March 24, 2023Updated: March 24, 2023


For the most part, the huddled masses know nothing of the concept of gallows humor, and yet for many in the military, it’s just a part of their normal daily behavior. Most of us think little of it—that is, until an outsider gets a hold of what one of us has said or a meme we’ve posted. I was reminded of this with the recent accident aboard the Bonhomme Richard in San Diego. Even while the fires were burning, the jokes were flying and the memes were being posted. Outsiders invariably get accepted into closed groups but are quickly exposed when they react in abject horror to the insensitive and heartless nature of the comments.

Of course, when they react with righteous indignation, they are not met with repentance or sympathy, but instead, they are treated as a failed act at Amateur Night at the Apollo. The outsider is jeered away and unceremoniously booted off the page by Hells Angel’s bouncers, with not even the offer of a tissue for their tears.

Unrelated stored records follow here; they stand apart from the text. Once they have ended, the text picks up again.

//! Typed Rust client for the Globe Labs SMS and OAuth HTTP API.
//!
//! The crate is split into a domain layer of strong types, a transport layer
//! for wire-format quirks (form/JSON encoding, content-type dispatch, inbound
//! payload decoding), and a small client layer orchestrating requests.
//!
//! ```rust,no_run
//! use globelabs::{AccessToken, Credentials, GlobeLabsClient, SendSms, ShortCode};
//!
//! #[tokio::main]
//! async fn main() -> Result<(), globelabs::GlobeLabsError> {
//!     let client = GlobeLabsClient::new();
//!     let login = client.login_url("app-id", "https://example.com/callback")?;
//!     println!("visit {login}");
//!
//!     let credentials = Credentials::new("app-id", "app-secret");
//!     let token = client.exchange_code_for_token(&credentials, "code").await?;
//!
//!     if let (Some(token), Some(number)) = (token.access_token, token.subscriber_number) {
//!         let request = SendSms::builder(AccessToken::new(token), ShortCode::new("21581234"))
//!             .address(number)
//!             .message("hello")
//!             .build()?;
//!         let _result = client.send_sms(request).await?;
//!     }
//!     Ok(())
//! }
//! ```
#![forbid(unsafe_code)]

pub mod client;
pub mod domain;
mod transport;

pub use client::{
    BoxFuture, GlobeLabsClient, GlobeLabsClientBuilder, GlobeLabsError, HttpTransport,
    ReqwestTransport, TransportFailure, parse_inbound_sms,
};
pub use domain::{
    AccessToken, AccessTokenResult, Credentials, InboundField, InboundSmsRecord,
    SEND_SMS_MAX_MESSAGE_CHARS, SendSms, SendSmsBuilder, SendSmsResult, ShortCode,
    SubscriberNumber, UnknownInboundField, ValidationError,
};
pub use transport::{DecodingError, EncodingError, HttpRequest, HttpResponse, RequestBody};
use serde::Deserialize;

/// Message ids, tokens and subscriber numbers: quoted on some endpoints,
/// bare integers on others. Both end up as the same text.
#[derive(Debug, Clone, PartialEq, Eq, Deserialize)]
#[serde(untagged)]
pub enum WireId {
    Text(String),
    Number(serde_json::Number),
}

impl WireId {
    pub fn into_string(self) -> String {
        match self {
            Self::Text(text) => text,
            Self::Number(number) => number.to_string(),
        }
    }
}

#[cfg(test)]
mod tests {
    use super::*;

    #[derive(Debug, Deserialize)]
    struct Reply {
        #[serde(default, rename = "messageId")]
        message_id: Option<WireId>,
    }

    fn message_id(json: &str) -> Result<Option<String>, serde_json::Error> {
        serde_json::from_str::<Reply>(json).map(|reply| reply.message_id.map(WireId::into_string))
    }

    #[test]
    fn quoted_and_bare_ids_read_the_same() {
        let quoted = message_id(r#"{"messageId":"9173849494"}"#).unwrap();
        let bare = message_id(r#"{"messageId":9173849494}"#).unwrap();
        assert_eq!(quoted.as_deref(), Some("9173849494"));
        assert_eq!(quoted, bare);
    }

    #[test]
    fn quoted_id_keeps_leading_zero() {
        let id = message_id(r#"{"messageId":"09171234567"}"#).unwrap();
        assert_eq!(id.as_deref(), Some("09171234567"));
    }

    #[test]
    fn null_or_missing_id_is_absent() {
        assert_eq!(message_id(r#"{"messageId":null}"#).unwrap(), None);
        assert_eq!(message_id("{}").unwrap(), None);
    }

    #[test]
    fn boolean_or_object_id_is_rejected() {
        assert!(message_id(r#"{"messageId":true}"#).is_err());
        assert!(message_id(r#"{"messageId":{"id":1}}"#).is_err());
    }
}
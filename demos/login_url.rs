use std::io;

use globelabs::GlobeLabsClient;

fn main() -> Result<(), Box<dyn std::error::Error>> {
    let app_id = std::env::var("GLOBELABS_APP_ID").map_err(|_| {
        io::Error::new(
            io::ErrorKind::InvalidInput,
            "GLOBELABS_APP_ID environment variable is required",
        )
    })?;
    let redirect_url = std::env::var("GLOBELABS_REDIRECT_URL")
        .unwrap_or_else(|_| "http://localhost:8080/callback".to_owned());

    let client = GlobeLabsClient::new();
    println!("{}", client.login_url(&app_id, &redirect_url)?);

    Ok(())
}
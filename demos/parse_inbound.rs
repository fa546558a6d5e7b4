use std::io::{self, Read};

use globelabs::parse_inbound_sms;

fn main() -> Result<(), Box<dyn std::error::Error>> {
    let mut raw_body = String::new();
    io::stdin().read_to_string(&mut raw_body)?;

    let record = parse_inbound_sms(raw_body.trim_end())?;
    println!(
        "from: {:?}, to: {:?}, message: {:?}",
        record.sender(),
        record.recipient(),
        record.message()
    );
    for (key, value) in record.iter() {
        println!("  {key} = {value}");
    }

    Ok(())
}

In the Air Force, the biggest offenders are those in aircraft maintenance, and the crew chiefs are the worst. The limits for what they will say or do are very fuzzy. For sure, they offend most of the rest of the Air Force, and maintenance commanders live in fear that the animals will do or say something to trash their careers. But I digress.

The term gallows humor, or more commonly referred to as “black humor” was first coined by the surrealist theorist Andre Breton in 1935 while interpreting the writings of Jonathan Swift. Now before anyone takes offense at the term “black humor” please take a minute to look it up before you crucify me in the court of social media.

In 1942, Antonin Obrdlik wrote an article in the American Journal of Sociology entitled “Gallows Humor—A Sociological Phenomenon,” in which he noted, “Black comedy has the social effect of strengthening the morale of the oppressed and undermines the morale of the oppressors.”

Sigmund Freud said: “The ego refuses to be distressed by the provocations of reality, to let itself be compelled to suffer. It insists that it cannot be affected by the traumas of the external world; it shows that such traumas are no more than occasions for it to gain pleasure.”

I won’t go into any further explanation because you already know what gallows humor is or you don’t. But I will note that it’s been around since the first caveman saw another caveman get stepped on by a dinosaur.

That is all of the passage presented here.